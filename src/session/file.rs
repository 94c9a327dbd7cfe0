//! File-backed session store used by the CLI. The file holds a flat JSON object keyed by
//! storage name. Reads always hit the disk so a sign-out from another process is seen by
//! the next request.

use super::{SessionError, SessionKey, SessionStore};
use std::{
    collections::BTreeMap,
    fs,
    io::{ErrorKind, Write},
    path::{Path, PathBuf},
};
use tracing::warn;

#[derive(Clone, Debug)]
pub struct FileStore {
    path: PathBuf,
}

impl FileStore {
    pub fn new(path: impl Into<PathBuf>) -> Self {
        Self { path: path.into() }
    }

    #[must_use]
    pub fn path(&self) -> &Path {
        &self.path
    }

    fn load(&self) -> Result<BTreeMap<String, String>, SessionError> {
        match fs::read_to_string(&self.path) {
            Ok(contents) if contents.trim().is_empty() => Ok(BTreeMap::new()),
            Ok(contents) => Ok(serde_json::from_str(&contents)?),
            Err(err) if err.kind() == ErrorKind::NotFound => Ok(BTreeMap::new()),
            Err(err) => Err(err.into()),
        }
    }

    fn save(&self, entries: &BTreeMap<String, String>) -> Result<(), SessionError> {
        if let Some(parent) = self.path.parent().filter(|p| !p.as_os_str().is_empty()) {
            fs::create_dir_all(parent)?;
        }

        let payload = serde_json::to_vec_pretty(entries)?;
        let tmp_path = self.path.with_extension("tmp");
        {
            let mut file = open_private(&tmp_path)?;
            file.write_all(&payload)?;
            file.sync_all()?;
        }
        fs::rename(&tmp_path, &self.path)?;
        Ok(())
    }

    fn update(
        &self,
        apply: impl FnOnce(&mut BTreeMap<String, String>),
    ) -> Result<(), SessionError> {
        let mut entries = self.load()?;
        apply(&mut entries);
        self.save(&entries)
    }
}

#[cfg(unix)]
fn open_private(path: &Path) -> std::io::Result<fs::File> {
    use std::os::unix::fs::OpenOptionsExt;

    fs::OpenOptions::new()
        .write(true)
        .create(true)
        .truncate(true)
        .mode(0o600)
        .open(path)
}

#[cfg(not(unix))]
fn open_private(path: &Path) -> std::io::Result<fs::File> {
    fs::File::create(path)
}

impl SessionStore for FileStore {
    fn get(&self, key: SessionKey) -> Option<String> {
        match self.load() {
            Ok(mut entries) => entries.remove(key.as_str()),
            Err(err) => {
                // An unreadable store reads as signed out.
                warn!("Failed to read session file {}: {err}", self.path.display());
                None
            }
        }
    }

    fn set(&self, key: SessionKey, value: &str) -> Result<(), SessionError> {
        self.update(|entries| {
            entries.insert(key.as_str().to_string(), value.to_string());
        })
    }

    fn clear(&self, key: SessionKey) -> Result<(), SessionError> {
        if !self.path.exists() {
            return Ok(());
        }
        let mut entries = match self.load() {
            Ok(entries) => entries,
            Err(SessionError::Json(err)) => {
                // Reads already treat a corrupt file as signed out; rewrite it clean.
                warn!("Discarding corrupt session file {}: {err}", self.path.display());
                BTreeMap::new()
            }
            Err(err) => return Err(err),
        };
        entries.remove(key.as_str());
        self.save(&entries)
    }
}

#[cfg(test)]
#[allow(clippy::unwrap_used)]
mod tests {
    use super::*;

    #[test]
    fn missing_file_reads_as_empty() {
        let dir = tempfile::tempdir().unwrap();
        let store = FileStore::new(dir.path().join("session.json"));

        assert!(store.get(SessionKey::AccessToken).is_none());
        assert!(store.clear(SessionKey::AccessToken).is_ok());
        assert!(!store.path().exists());
    }

    #[test]
    fn values_survive_a_new_handle() {
        let dir = tempfile::tempdir().unwrap();
        let path = dir.path().join("nested").join("session.json");

        FileStore::new(&path)
            .set(SessionKey::AccessToken, "abc.def.ghi")
            .unwrap();

        let reopened = FileStore::new(&path);
        assert_eq!(
            reopened.get(SessionKey::AccessToken).as_deref(),
            Some("abc.def.ghi")
        );

        let raw = fs::read_to_string(&path).unwrap();
        assert!(raw.contains("\"bitva:access_token\""));
    }

    #[test]
    fn clear_removes_only_the_key() {
        let dir = tempfile::tempdir().unwrap();
        let store = FileStore::new(dir.path().join("session.json"));

        store.set(SessionKey::AccessToken, "abc.def.ghi").unwrap();
        store.set(SessionKey::Name, "Alex").unwrap();
        store.clear(SessionKey::AccessToken).unwrap();

        assert!(store.get(SessionKey::AccessToken).is_none());
        assert_eq!(store.get(SessionKey::Name).as_deref(), Some("Alex"));
    }

    #[test]
    fn corrupt_file_reads_as_signed_out() {
        let dir = tempfile::tempdir().unwrap();
        let path = dir.path().join("session.json");
        fs::write(&path, "not json").unwrap();

        let store = FileStore::new(&path);
        assert!(store.get(SessionKey::AccessToken).is_none());
        assert!(matches!(
            store.set(SessionKey::Name, "Alex"),
            Err(SessionError::Json(_))
        ));
    }

    #[test]
    fn clearing_a_corrupt_file_resets_it() {
        let dir = tempfile::tempdir().unwrap();
        let path = dir.path().join("session.json");
        fs::write(&path, "{\"bitva:access_token\": ").unwrap();

        let store = FileStore::new(&path);
        crate::session::clear_session(&store).unwrap();

        assert_eq!(fs::read_to_string(&path).unwrap().trim(), "{}");
        store.set(SessionKey::Name, "Alex").unwrap();
        assert_eq!(store.get(SessionKey::Name).as_deref(), Some("Alex"));
    }

    #[cfg(unix)]
    #[test]
    fn file_is_private() {
        use std::os::unix::fs::PermissionsExt;

        let dir = tempfile::tempdir().unwrap();
        let path = dir.path().join("session.json");
        FileStore::new(&path)
            .set(SessionKey::AccessToken, "abc.def.ghi")
            .unwrap();

        let mode = fs::metadata(&path).unwrap().permissions().mode();
        assert_eq!(mode & 0o777, 0o600);
    }
}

::::::

__Goal of the exercise__. Would you copy the data exactly as shown above?

__Answer to this problem__.
filename src/session/file.rs
repository 94c9a327dbd7cfe0
//! File-backed session store used by the CLI. The file holds a flat JSON object keyed by
//! storage name. Reads always hit the disk so a sign-out from another process is seen by
//! the next request.

use super::{SessionError, SessionKey, SessionStore};
use std::{
    collections::BTreeMap,
    fs,
    io::{ErrorKind, Write},
    path::{Path, PathBuf},
};
use tracing::warn;

#[derive(Clone, Debug)]
pub struct FileStore {
    path: PathBuf,
}

impl FileStore {
    pub fn new(path: impl Into<PathBuf>) -> Self {
        Self { path: path.into() }
    }

    #[must_use]
    pub fn path(&self) -> &Path {
        &self.path
    }

    fn load(&self) -> Result<BTreeMap<String, String>, SessionError> {
        match fs::read_to_string(&self.path) {
            Ok(contents) if contents.trim().is_empty() => Ok(BTreeMap::new()),
            Ok(contents) => Ok(serde_json::from_str(&contents)?),
            Err(err) if err.kind() == ErrorKind::NotFound => Ok(BTreeMap::new()),
            Err(err) => Err(err.into()),
        }
    }

    fn save(&self, entries: &BTreeMap<String, String>) -> Result<(), SessionError> {
        if let Some(parent) = self.path.parent().filter(|p| !p.as_os_str().is_empty()) {
            fs::create_dir_all(parent)?;
        }

        let payload = serde_json::to_vec_pretty(entries)?;
        let tmp_path = self.path.with_extension("tmp");
        {
            let mut file = open_private(&tmp_path)?;
            file.write_all(&payload)?;
            file.sync_all()?;
        }
        fs::rename(&tmp_path, &self.path)?;
        Ok(())
    }

    fn update(
        &self,
        apply: impl FnOnce(&mut BTreeMap<String, String>),
    ) -> Result<(), SessionError> {
        let mut entries = self.load()?;
        apply(&mut entries);
        self.save(&entries)
    }
}

#[cfg(unix)]
fn open_private(path: &Path) -> std::io::Result<fs::File> {
    use std::os::unix::fs::OpenOptionsExt;

    fs::OpenOptions::new()
        .write(true)
        .create(true)
        .truncate(true)
        .mode(0o600)
        .open(path)
}

#[cfg(not(unix))]
fn open_private(path: &Path) -> std::io::Result<fs::File> {
    fs::File::create(path)
}

impl SessionStore for FileStore {
    fn get(&self, key: SessionKey) -> Option<String> {
        match self.load() {
            Ok(mut entries) => entries.remove(key.as_str()),
            Err(err) => {
                // An unreadable store reads as signed out.
                warn!("Failed to read session file {}: {err}", self.path.display());
                None
            }
        }
    }

    fn set(&self, key: SessionKey, value: &str) -> Result<(), SessionError> {
        self.update(|entries| {
            entries.insert(key.as_str().to_string(), value.to_string());
        })
    }

    fn clear(&self, key: SessionKey) -> Result<(), SessionError> {
        if !self.path.exists() {
            return Ok(());
        }
        let mut entries = match self.load() {
            Ok(entries) => entries,
            Err(SessionError::Json(err)) => {
                // Reads already treat a corrupt file as signed out; rewrite it clean.
                warn!("Discarding corrupt session file {}: {err}", self.path.display());
                BTreeMap::new()
            }
            Err(err) => return Err(err),
        };
        entries.remove(key.as_str());
        self.save(&entries)
    }
}

#[cfg(test)]
#[allow(clippy::unwrap_used)]
mod tests {
    use super::*;

    #[test]
    fn missing_file_reads_as_empty() {
        let dir = tempfile::tempdir().unwrap();
        let store = FileStore::new(dir.path().join("session.json"));

        assert!(store.get(SessionKey::AccessToken).is_none());
        assert!(store.clear(SessionKey::AccessToken).is_ok());
        assert!(!store.path().exists());
    }

    #[test]
    fn values_survive_a_new_handle() {
        let dir = tempfile::tempdir().unwrap();
        let path = dir.path().join("nested").join("session.json");

        FileStore::new(&path)
            .set(SessionKey::AccessToken, "abc.def.ghi")
            .unwrap();

        let reopened = FileStore::new(&path);
        assert_eq!(
            reopened.get(SessionKey::AccessToken).as_deref(),
            Some("abc.def.ghi")
        );

        let raw = fs::read_to_string(&path).unwrap();
        assert!(raw.contains("\"bitva:access_token\""));
    }

    #[test]
    fn clear_removes_only_the_key() {
        let dir = tempfile::tempdir().unwrap();
        let store = FileStore::new(dir.path().join("session.json"));

        store.set(SessionKey::AccessToken, "abc.def.ghi").unwrap();
        store.set(SessionKey::Name, "Alex").unwrap();
        store.clear(SessionKey::AccessToken).unwrap();

        assert!(store.get(SessionKey::AccessToken).is_none());
        assert_eq!(store.get(SessionKey::Name).as_deref(), Some("Alex"));
    }

    #[test]
    fn corrupt_file_reads_as_signed_out() {
        let dir = tempfile::tempdir().unwrap();
        let path = dir.path().join("session.json");
        fs::write(&path, "not json").unwrap();

        let store = FileStore::new(&path);
        assert!(store.get(SessionKey::AccessToken).is_none());
        assert!(matches!(
            store.set(SessionKey::Name, "Alex"),
            Err(SessionError::Json(_))
        ));
    }

    #[test]
    fn clearing_a_corrupt_file_resets_it() {
        let dir = tempfile::tempdir().unwrap();
        let path = dir.path().join("session.json");
        fs::write(&path, "{\"bitva:access_token\": ").unwrap();

        let store = FileStore::new(&path);
        crate::session::clear_session(&store).unwrap();

        assert_eq!(fs::read_to_string(&path).unwrap().trim(), "{}");
        store.set(SessionKey::Name, "Alex").unwrap();
        assert_eq!(store.get(SessionKey::Name).as_deref(), Some("Alex"));
    }

    #[cfg(unix)]
    #[test]
    fn file_is_private() {
        use std::os::unix::fs::PermissionsExt;

        let dir = tempfile::tempdir().unwrap();
        let path = dir.path().join("session.json");
        FileStore::new(&path)
            .set(SessionKey::AccessToken, "abc.def.ghi")
            .unwrap();

        let mode = fs::metadata(&path).unwrap().permissions().mode();
        assert_eq!(mode & 0o777, 0o600);
    }
}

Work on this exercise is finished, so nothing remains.